Le coût moyen d'une biopsie intercostale, si on tient compte des hospitalisations (de jour ou de 24 heures) et des complications possibles, est d'environ 1.500 Euros. Il y aura donc forcément une économie importante dans la prise en charge et la surveillance des hépatites.

hepatata : En marge, pour conclure et pour répondre aux interrogations générales des patients, évoquons aussi un peu les traitements : quelles sont vos plus récentes observations sur les régressions de cirrhose et de fibrose ?
Pr Poynard :
Les deux conditions principales pour faire régresser la fibrose sont communes à toutes les maladies du foie : avoir un traitement efficace contre les causes de la fibrose et s'y prendre le plus tot possible.

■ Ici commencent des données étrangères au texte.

//! Remote generation job types.

use chrono::{DateTime, Utc};
use schemars::JsonSchema;
use serde::{Deserialize, Serialize};
use std::fmt;

/// Identifier issued by the rendering service for a job.
#[derive(Debug, Clone, PartialEq, Eq, Hash, Serialize, Deserialize, JsonSchema)]
#[serde(transparent)]
pub struct JobId(pub String);

impl JobId {
    /// Create from an existing string.
    pub fn from_string(s: impl Into<String>) -> Self {
        Self(s.into())
    }

    /// Get the inner string.
    pub fn as_str(&self) -> &str {
        &self.0
    }
}

impl fmt::Display for JobId {
    fn fmt(&self, f: &mut fmt::Formatter<'_>) -> fmt::Result {
        write!(f, "{}", self.0)
    }
}

/// Handle for a submitted job.
///
/// Immutable once issued; only lives for as long as the job is polled.
#[derive(Debug, Clone, PartialEq, Eq, Serialize, Deserialize, JsonSchema)]
pub struct JobHandle {
    id: JobId,
    submitted_at: DateTime<Utc>,
}

impl JobHandle {
    /// Issue a handle stamped with the current time.
    pub fn new(id: impl Into<String>) -> Self {
        Self {
            id: JobId::from_string(id),
            submitted_at: Utc::now(),
        }
    }

    pub fn id(&self) -> &JobId {
        &self.id
    }

    pub fn submitted_at(&self) -> DateTime<Utc> {
        self.submitted_at
    }
}

/// Lifecycle state of a remote job.
#[derive(Debug, Clone, Copy, PartialEq, Eq, Hash, Serialize, Deserialize, JsonSchema, Default)]
#[serde(rename_all = "snake_case")]
pub enum JobStatus {
    /// Still rendering
    #[default]
    Pending,
    /// Rendered; result locators available
    Succeeded,
    /// Remote service reported a failure
    Failed,
    /// Wall-clock ceiling elapsed before a terminal remote state
    TimedOut,
}

impl JobStatus {
    pub fn as_str(&self) -> &'static str {
        match self {
            JobStatus::Pending => "pending",
            JobStatus::Succeeded => "succeeded",
            JobStatus::Failed => "failed",
            JobStatus::TimedOut => "timed_out",
        }
    }

    /// Check if this is a terminal state (no more transitions).
    pub fn is_terminal(&self) -> bool {
        !matches!(self, JobStatus::Pending)
    }
}

impl fmt::Display for JobStatus {
    fn fmt(&self, f: &mut fmt::Formatter<'_>) -> fmt::Result {
        write!(f, "{}", self.as_str())
    }
}

/// Result of a successful job: one or more video locators.
#[derive(Debug, Clone, PartialEq, Eq, Serialize, Deserialize, JsonSchema)]
pub struct GenerationResult {
    pub job_id: JobId,
    locators: Vec<String>,
}

impl GenerationResult {
    /// Build a result, returning `None` when no non-empty locator is present.
    pub fn new(job_id: JobId, locators: Vec<String>) -> Option<Self> {
        let locators: Vec<String> = locators
            .into_iter()
            .map(|l| l.trim().to_string())
            .filter(|l| !l.is_empty())
            .collect();

        if locators.is_empty() {
            return None;
        }

        Some(Self { job_id, locators })
    }

    pub fn locators(&self) -> &[String] {
        &self.locators
    }

    /// First locator; always present.
    pub fn primary_locator(&self) -> &str {
        &self.locators[0]
    }
}

#[cfg(test)]
mod tests {
    use super::*;

    #[test]
    fn test_terminal_states() {
        assert!(!JobStatus::Pending.is_terminal());
        assert!(JobStatus::Succeeded.is_terminal());
        assert!(JobStatus::Failed.is_terminal());
        assert!(JobStatus::TimedOut.is_terminal());
    }

    #[test]
    fn test_result_requires_locator() {
        let id = JobId::from_string("job-1");
        assert!(GenerationResult::new(id.clone(), vec![]).is_none());
        assert!(GenerationResult::new(id.clone(), vec!["  ".into()]).is_none());

        let result = GenerationResult::new(id, vec!["https://cdn/x.mp4".into()]).unwrap();
        assert_eq!(result.primary_locator(), "https://cdn/x.mp4");
        assert_eq!(result.locators().len(), 1);
    }

    #[test]
    fn test_handle_keeps_id() {
        let handle = JobHandle::new("abc123");
        assert_eq!(handle.id().as_str(), "abc123");
        assert!(handle.submitted_at() <= Utc::now());
    }
}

La plus belle démonstration est celle obtenue par les traitements de l'hépatite C. Avec la combinaison PEG-interféron/ ribavirine il est possible de faire disparaitre le virus chez 60% des patients. Cela se traduit par une régression majeure de la fibrose. Il a même été observé une régression de la cirrhose entre les biopsies chez 49% des 153 patients inclus dans 4 essais randomisés. Il s'agit le plus souvent de sujets jeunes (43 ans en moyenne ; ce qui très différent de la classique cirrhose décompensée de 60 ans) et qui ont probablement progressé très récemment vers la cirrhose (Poynard et coll. Gastroenterology 2002 in press).
Ces résultats sont extrêmement encourageants et renforcent l'intérêt du dépistage précoce.

hepatata : Merci de votre collaboration.